Titan was discovered on March 25, 1655, by the Dutch astronomer/physicist Christiaan Huygens. Huygens was inspired by Galileo's discovery of Jupiter's four largest moons in 1610 and his improvements on telescope technology. Christiaan, with the help of his brother Constantijn Huygens, Jr., began building telescopes around 1650. Christiaan Huygens discovered this first observed moon orbiting Saturn with the first telescope they built.

He named it simply Saturni Luna (or Luna Saturni, Latin for "Saturn's moon"), publishing in the 1655 tract De Saturni Luna Observatio Nova. After Giovanni Domenico Cassini published his discoveries of four more moons of Saturn between 1673 and 1686, astronomers fell into the habit of referring to these and Titan as Saturn I through V (with Titan then in fourth position). Other early epithets for Titan include "Saturn's ordinary satellite". Titan is officially numbered Saturn VI because after the 1789 discoveries the numbering scheme was frozen to avoid causing any more confusion (Titan having borne the numbers II and IV as well as VI). Numerous small moons have been discovered closer to Saturn since then.

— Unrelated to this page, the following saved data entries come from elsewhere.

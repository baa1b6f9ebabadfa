use super::ReadAt;
use std::fs::File;
use std::io;
use std::path::Path;
use std::sync::Arc;

/// Local file reader with random access support.
///
/// A reader may cover the whole file or a window of it, which is how tar
/// entries are handed to the ZIP parser without copying them out of the
/// container. Windows share the underlying file handle; it is closed when
/// the last reader referring to it is dropped.
#[derive(Clone)]
pub struct LocalFileReader {
    file: Arc<File>,
    base: u64,
    size: u64,
}

impl LocalFileReader {
    pub fn new(path: &Path) -> io::Result<Self> {
        let file = File::open(path)?;
        let size = file.metadata()?.len();
        Ok(Self {
            file: Arc::new(file),
            base: 0,
            size,
        })
    }

    /// A reader over `len` bytes starting at `offset` within this reader.
    pub fn window(&self, offset: u64, len: u64) -> io::Result<Self> {
        let in_bounds = offset
            .checked_add(len)
            .is_some_and(|end| end <= self.size);
        if !in_bounds {
            return Err(io::Error::new(
                io::ErrorKind::UnexpectedEof,
                format!(
                    "window {offset}+{len} exceeds reader size {}",
                    self.size
                ),
            ));
        }
        Ok(Self {
            file: Arc::clone(&self.file),
            base: self.base + offset,
            size: len,
        })
    }
}

impl ReadAt for LocalFileReader {
    fn read_at(&self, offset: u64, buf: &mut [u8]) -> io::Result<usize> {
        if offset >= self.size {
            return Ok(0);
        }
        let want = buf
            .len()
            .min(usize::try_from(self.size - offset).unwrap_or(usize::MAX));
        let buf = &mut buf[..want];
        let pos = self.base + offset;

        #[cfg(unix)]
        {
            use std::os::unix::fs::FileExt;
            self.file.read_at(buf, pos)
        }

        #[cfg(windows)]
        {
            use std::os::windows::fs::FileExt;
            self.file.seek_read(buf, pos)
        }

        #[cfg(not(any(unix, windows)))]
        {
            let _ = (buf, pos);
            Err(io::Error::new(
                io::ErrorKind::Unsupported,
                "positional reads are not supported on this platform",
            ))
        }
    }

    fn size(&self) -> u64 {
        self.size
    }
}
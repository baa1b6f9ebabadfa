use std::io::Read;
use std::sync::Arc;

use flate2::read::DeflateDecoder;
use log::debug;

use crate::error::{Error, Result};
use crate::io::{ReadAt, ReadAtCursor};

use super::crypto::{AesReader, ZipCryptoReader};
use super::member::MemberReader;
use super::parser::ZipParser;
use super::structures::{CompressionMethod, ZipFileEntry};

/// Upper bound on buffer space reserved from a member's declared size.
const MAX_PREALLOC: u64 = 64 * 1024 * 1024;

/// ZIP file extractor
///
/// Reads the central directory once on construction; members are then
/// opened lazily as decrypting, decompressing streams.
pub struct ZipExtractor<R: ReadAt> {
    parser: ZipParser<R>,
    entries: Vec<ZipFileEntry>,
}

impl<R: ReadAt + 'static> ZipExtractor<R> {
    pub fn new(reader: Arc<R>) -> Result<Self> {
        let parser = ZipParser::new(reader);
        let entries = parser.list_files()?;
        Ok(Self { parser, entries })
    }

    /// All entries, in central directory order
    pub fn entries(&self) -> &[ZipFileEntry] {
        &self.entries
    }

    /// Look up an entry by exact name
    pub fn find(&self, name: &str) -> Result<&ZipFileEntry> {
        self.entries
            .iter()
            .find(|e| e.file_name == name)
            .ok_or_else(|| Error::MemberNotFound(name.to_string()))
    }

    /// Open a member as a stream of its decompressed bytes.
    ///
    /// `password` is only consulted when the member is encrypted. The
    /// returned reader verifies size and CRC when it reaches the end.
    pub fn open_member(&self, entry: &ZipFileEntry, password: Option<&str>) -> Result<MemberReader> {
        let name = entry.file_name.as_str();
        if entry.is_directory {
            return Err(Error::ArchiveCorrupt(format!("{name:?} is a directory")));
        }

        let method = entry.effective_method();
        if !matches!(method, CompressionMethod::Stored | CompressionMethod::Deflate) {
            return Err(Error::ArchiveCorrupt(format!(
                "Unsupported compression method {} for {name:?} (only STORED and DEFLATE are supported)",
                method.as_u16()
            )));
        }

        let data_offset = self.parser.get_data_offset(entry)?;
        let raw = ReadAtCursor::new(
            Arc::clone(self.parser.reader()),
            data_offset,
            entry.compressed_size,
        );

        let mut expected_crc = Some(entry.crc32);
        let decrypted: Box<dyn Read> = if entry.is_encrypted() {
            if entry.uses_strong_encryption() {
                return Err(Error::DecryptionFailed {
                    name: name.to_string(),
                    reason: "unsupported protection scheme (PKWARE strong encryption)".into(),
                });
            }
            let password = password.ok_or_else(|| Error::DecryptionFailed {
                name: name.to_string(),
                reason: "member is encrypted but no password was supplied".into(),
            })?;

            match (entry.compression_method, entry.aes) {
                (CompressionMethod::Aes, Some(aes)) => {
                    debug!("decrypting {name:?} with AES ({:?}, AE-{})", aes.strength, aes.vendor_version);
                    if aes.vendor_version == 2 {
                        expected_crc = None;
                    }
                    Box::new(AesReader::new(
                        raw,
                        password.as_bytes(),
                        aes.strength,
                        entry.compressed_size,
                        name,
                    )?)
                }
                (CompressionMethod::Aes, None) => {
                    return Err(Error::ArchiveCorrupt(format!(
                        "{name:?} uses AES without an AES extra field"
                    )));
                }
                _ => {
                    debug!("decrypting {name:?} with traditional PKWARE encryption");
                    let check_byte = if entry.has_data_descriptor() {
                        (entry.last_mod_time >> 8) as u8
                    } else {
                        (entry.crc32 >> 24) as u8
                    };
                    Box::new(ZipCryptoReader::new(
                        raw,
                        password.as_bytes(),
                        check_byte,
                        name,
                    )?)
                }
            }
        } else {
            Box::new(raw)
        };

        let decompressed: Box<dyn Read> = match method {
            CompressionMethod::Deflate => Box::new(DeflateDecoder::new(decrypted)),
            _ => decrypted,
        };

        Ok(MemberReader::new(
            decompressed,
            name,
            entry.is_encrypted(),
            expected_crc,
            entry.uncompressed_size,
        ))
    }

    /// Extract file data to memory
    pub fn extract_to_memory(&self, entry: &ZipFileEntry, password: Option<&str>) -> Result<Vec<u8>> {
        let mut reader = self.open_member(entry, password)?;
        // The declared size is untrusted until the reader verifies it.
        let capacity = usize::try_from(entry.uncompressed_size.min(MAX_PREALLOC)).unwrap_or(0);
        let mut buf = Vec::with_capacity(capacity);
        reader.read_to_end(&mut buf).map_err(Error::from_io)?;
        Ok(buf)
    }

    /// Extract a member by name to memory
    pub fn extract(&self, name: &str, password: Option<&str>) -> Result<Vec<u8>> {
        let entry = self.find(name)?;
        self.extract_to_memory(entry, password)
    }
}
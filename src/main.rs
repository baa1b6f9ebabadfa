//! Command-line front end for the ZIP+4 container reader and the EPF client.

use std::io::{BufWriter, Write};
use std::path::Path;

use anyhow::{Context, Result, bail};
use clap::Parser;
use log::{debug, info};

use zip4county::cli::{ArchiveArgs, Command, EpfArgs};
use zip4county::epf::{EpfClient, FileStatus, Session};
use zip4county::record::Record;
use zip4county::{CityStateDetail, Cli, Container, CountyIndex, write_csv_row};

#[tokio::main]
async fn main() -> Result<()> {
    let cli = Cli::parse();
    env_logger::Builder::from_env(env_logger::Env::default().default_filter_or(cli.log_filter()))
        .init();

    match cli.command {
        Command::Files {
            epf,
            product_code,
            product_id,
            status,
        } => list_files(&epf, product_code.zip(product_id), &status).await,
        Command::Download {
            epf,
            file_id,
            output,
            mark_complete,
        } => download(&epf, &file_id, output.as_deref(), mark_complete).await,
        Command::Counties { archive, zip } => {
            let index = tokio::task::spawn_blocking(move || build_index(&archive)).await??;
            match zip {
                Some(zip) => print_counties(&index, &zip),
                None => index
                    .write_csv(BufWriter::new(std::io::stdout().lock()))
                    .context("Failed to write CSV"),
            }
        }
        Command::CityState { archive } => {
            tokio::task::spawn_blocking(move || dump_city_state(&archive)).await?
        }
        Command::Ls { tar } => tokio::task::spawn_blocking(move || list_container(&tar)).await?,
    }
}

async fn login(epf: &EpfArgs) -> Result<Session> {
    let client = EpfClient::new()?;
    let version = client.version().await?;
    debug!("EPF service version {} build {}", version.version, version.build);
    client.login(&epf.epf_email, &epf.epf_password).await
}

async fn list_files(
    epf: &EpfArgs,
    product: Option<(String, String)>,
    statuses: &[String],
) -> Result<()> {
    let mut session = login(epf).await?;
    let files = match product {
        Some((code, id)) => {
            let statuses: Vec<FileStatus> =
                statuses.iter().map(|s| FileStatus::from_code(s)).collect();
            session.files_by_product(&code, &id, &statuses).await?
        }
        None => session.files().await?,
    };

    for f in &files {
        println!(
            "{}\t{}\t{}\t{}\t{}\t{}\t{}\t{}",
            f.id,
            f.status,
            format_size(f.size),
            f.fulfilled,
            f.filename,
            f.path,
            f.product_code,
            f.product_id
        );
    }
    session.logout().await
}

async fn download(
    epf: &EpfArgs,
    file_id: &str,
    output: Option<&Path>,
    mark_complete: bool,
) -> Result<()> {
    let mut session = login(epf).await?;

    let written = match output {
        Some(path) => {
            let mut file = tokio::fs::File::create(path)
                .await
                .with_context(|| format!("Failed to create {}", path.display()))?;
            session.download(file_id, &mut file).await?
        }
        None => session.download(file_id, &mut tokio::io::stdout()).await?,
    };
    info!("downloaded {} for file {file_id}", format_size(written));

    if mark_complete {
        session
            .set_status(file_id, &FileStatus::DownloadComplete)
            .await?;
    }
    session.logout().await
}

fn build_index(archive: &ArchiveArgs) -> Result<CountyIndex> {
    let container = open_container(&archive.tar)?;
    let index = CountyIndex::from_container(&container, &archive.zip_password)?;
    Ok(index)
}

fn print_counties(index: &CountyIndex, zip: &str) -> Result<()> {
    let Some(counties) = index.get(zip) else {
        bail!("ZIP code {zip} not found");
    };
    println!("{}", counties.join(","));
    Ok(())
}

fn dump_city_state(archive: &ArchiveArgs) -> Result<()> {
    let container = open_container(&archive.tar)?;
    let records = container.city_state_records(&archive.zip_password)?;

    let mut out = BufWriter::new(std::io::stdout().lock());
    let header: Vec<&str> = CityStateDetail::SCHEMA.fields.iter().map(|f| f.name).collect();
    write_csv_row(&mut out, &header)?;
    for record in records {
        write_csv_row(&mut out, &record?.values())?;
    }
    out.flush()?;
    Ok(())
}

fn list_container(path: &Path) -> Result<()> {
    let container = open_container(path)?;
    for entry in container.entries()? {
        println!("{:>12}  {}", entry.size, entry.name);
        if !entry.is_regular() || !entry.name.ends_with(".zip") {
            continue;
        }

        let archive = container.open_archive(&entry.name)?;
        for member in archive.entries() {
            let (year, month, day) = member.mod_date();
            let (hour, minute, _second) = member.mod_time();
            println!(
                "{:>12}  {:>12}  {:04}-{:02}-{:02} {:02}:{:02}  {}  {}",
                member.uncompressed_size,
                member.compressed_size,
                year,
                month,
                day,
                hour,
                minute,
                if member.is_encrypted() { "E" } else { "-" },
                member.file_name
            );
        }
    }
    Ok(())
}

fn open_container(path: &Path) -> Result<Container> {
    Container::open(path).with_context(|| format!("Failed to open container {}", path.display()))
}

/// Format a byte size into a human-readable string.
fn format_size(size: u64) -> String {
    const KB: u64 = 1024;
    const MB: u64 = KB * 1024;
    const GB: u64 = MB * 1024;

    if size >= GB {
        format!("{:.2} GB", size as f64 / GB as f64)
    } else if size >= MB {
        format!("{:.2} MB", size as f64 / MB as f64)
    } else if size >= KB {
        format!("{:.2} KB", size as f64 / KB as f64)
    } else {
        format!("{} bytes", size)
    }
}
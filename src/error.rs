//! Error types for archive traversal and record decoding.
//!
//! Every failure aborts the current extraction run. Structural failures
//! carry the member name or byte offset that triggered them, and the walker
//! wraps them in [`Error::Within`] so the message also names the nesting
//! level that was being processed.

use std::fmt;
use std::io;

use thiserror::Error;

/// Nesting level inside a USPS container file.
#[derive(Debug, Clone, Copy, PartialEq, Eq)]
pub enum Level {
    /// The top-level uncompressed tar container.
    Container,
    /// `zip4.zip` or `ctystate.zip` inside the container.
    OuterArchive,
    /// A per-partition `zip4mstNNN.zip` inside `zip4.zip`.
    PartitionArchive,
    /// A fixed-width text member.
    TextMember,
}

impl fmt::Display for Level {
    fn fmt(&self, f: &mut fmt::Formatter<'_>) -> fmt::Result {
        let name = match self {
            Level::Container => "container",
            Level::OuterArchive => "outer archive",
            Level::PartitionArchive => "partition archive",
            Level::TextMember => "text member",
        };
        f.write_str(name)
    }
}

/// Flat classification of an [`Error`], with context wrappers removed.
#[derive(Debug, Clone, Copy, PartialEq, Eq)]
pub enum ErrorKind {
    ArchiveCorrupt,
    MemberNotFound,
    UnexpectedMember,
    UnexpectedMemberCount,
    DecryptionFailed,
    TruncatedStream,
    MalformedRecord,
    Io,
}

#[derive(Debug, Error)]
pub enum Error {
    /// The bytes cannot be parsed as the expected container format.
    #[error("archive is corrupt: {0}")]
    ArchiveCorrupt(String),

    /// A required member is absent.
    #[error("member not found: {0}")]
    MemberNotFound(String),

    /// A member name does not match what the layout requires.
    #[error("unexpected member {name:?} (expected {expected})")]
    UnexpectedMember { name: String, expected: String },

    /// The archive holds a different number of members than required.
    #[error("expected {expected} members (found {found})")]
    UnexpectedMemberCount { expected: usize, found: usize },

    /// Wrong password, missing password or unsupported protection scheme.
    #[error("failed to decrypt {name:?}: {reason}")]
    DecryptionFailed { name: String, reason: String },

    /// The stream length is not a whole number of records.
    #[error(
        "truncated stream: {trailing} trailing bytes at offset {offset} (record length {record_len})"
    )]
    TruncatedStream {
        offset: u64,
        record_len: usize,
        trailing: usize,
    },

    /// A record buffer has the wrong length for its schema.
    #[error("malformed {schema} record: expected {expected} bytes, got {actual}")]
    MalformedRecord {
        schema: &'static str,
        expected: usize,
        actual: usize,
    },

    /// A field holds bytes that are not valid text.
    #[error("malformed record: field {field} is not valid UTF-8 at byte {offset}")]
    InvalidText { field: &'static str, offset: usize },

    #[error("I/O error: {0}")]
    Io(#[from] io::Error),

    /// Context added while walking nested archives.
    #[error("{level} {member:?}: {source}")]
    Within {
        level: Level,
        member: String,
        #[source]
        source: Box<Error>,
    },
}

impl Error {
    /// Wrap this error with the nesting level and member being processed.
    pub fn within(self, level: Level, member: impl Into<String>) -> Self {
        Error::Within {
            level,
            member: member.into(),
            source: Box::new(self),
        }
    }

    /// The innermost error, with all [`Error::Within`] wrappers removed.
    pub fn root(&self) -> &Error {
        let mut err = self;
        while let Error::Within { source, .. } = err {
            err = source;
        }
        err
    }

    pub fn kind(&self) -> ErrorKind {
        match self {
            Error::ArchiveCorrupt(_) => ErrorKind::ArchiveCorrupt,
            Error::MemberNotFound(_) => ErrorKind::MemberNotFound,
            Error::UnexpectedMember { .. } => ErrorKind::UnexpectedMember,
            Error::UnexpectedMemberCount { .. } => ErrorKind::UnexpectedMemberCount,
            Error::DecryptionFailed { .. } => ErrorKind::DecryptionFailed,
            Error::TruncatedStream { .. } => ErrorKind::TruncatedStream,
            Error::MalformedRecord { .. } | Error::InvalidText { .. } => ErrorKind::MalformedRecord,
            Error::Io(_) => ErrorKind::Io,
            Error::Within { source, .. } => source.kind(),
        }
    }

    /// Levels this error passed through, outermost first.
    pub fn levels(&self) -> Vec<Level> {
        let mut levels = Vec::new();
        let mut err = self;
        while let Error::Within { level, source, .. } = err {
            levels.push(*level);
            err = source;
        }
        levels
    }

    /// Recover a typed error carried inside an `io::Error`.
    ///
    /// Member streams are plain `Read` implementations, so decryption and
    /// integrity failures travel through `io::Error` until the record reader
    /// unpacks them here.
    pub fn from_io(err: io::Error) -> Self {
        if !err.get_ref().is_some_and(|inner| inner.is::<Error>()) {
            return Error::Io(err);
        }
        let kind = err.kind();
        match err.into_inner().map(|inner| inner.downcast::<Error>()) {
            Some(Ok(typed)) => *typed,
            Some(Err(other)) => Error::Io(io::Error::new(kind, other)),
            None => Error::Io(io::Error::from(kind)),
        }
    }

    pub(crate) fn into_io(self) -> io::Error {
        match self {
            Error::Io(err) => err,
            other => io::Error::new(io::ErrorKind::InvalidData, other),
        }
    }
}

pub type Result<T> = std::result::Result<T, Error>;

#[cfg(test)]
mod tests {
    use super::*;

    #[test]
    fn kind_peels_context_wrappers() {
        let err = Error::MemberNotFound("zip4.zip".into())
            .within(Level::OuterArchive, "zip4.zip")
            .within(Level::Container, "epf.tar");

        assert_eq!(err.kind(), ErrorKind::MemberNotFound);
        assert_eq!(err.levels(), vec![Level::Container, Level::OuterArchive]);
        assert!(matches!(err.root(), Error::MemberNotFound(name) if name == "zip4.zip"));
    }

    #[test]
    fn message_names_level_and_member() {
        let err = Error::UnexpectedMemberCount {
            expected: 2,
            found: 3,
        }
        .within(Level::PartitionArchive, "zip4mst01.zip");

        let msg = err.to_string();
        assert!(msg.contains("partition archive"));
        assert!(msg.contains("zip4mst01.zip"));
        assert!(msg.contains("expected 2 members (found 3)"));
    }

    #[test]
    fn typed_error_survives_io_round_trip() {
        let io_err = Error::DecryptionFailed {
            name: "a.txt".into(),
            reason: "bad password".into(),
        }
        .into_io();

        let back = Error::from_io(io_err);
        assert_eq!(back.kind(), ErrorKind::DecryptionFailed);
    }

    #[test]
    fn plain_io_error_stays_io() {
        let err = Error::from_io(io::Error::new(io::ErrorKind::UnexpectedEof, "eof"));
        assert_eq!(err.kind(), ErrorKind::Io);
    }
}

The name Titan, and the names of all seven satellites of Saturn then known, came from John Herschel (son of William Herschel, discoverer of Mimas and Enceladus) in his 1847 publication Results of Astronomical Observations Made at the Cape of Good Hope. He suggested the names of the mythological Titans (Ancient Greek: Τῑτάν), sisters and brothers of Kronos, the Greek Saturn. In Greek mythology, the Titans were a race of powerful deities, descendants of Gaia and Uranus, that ruled during the legendary Golden Age.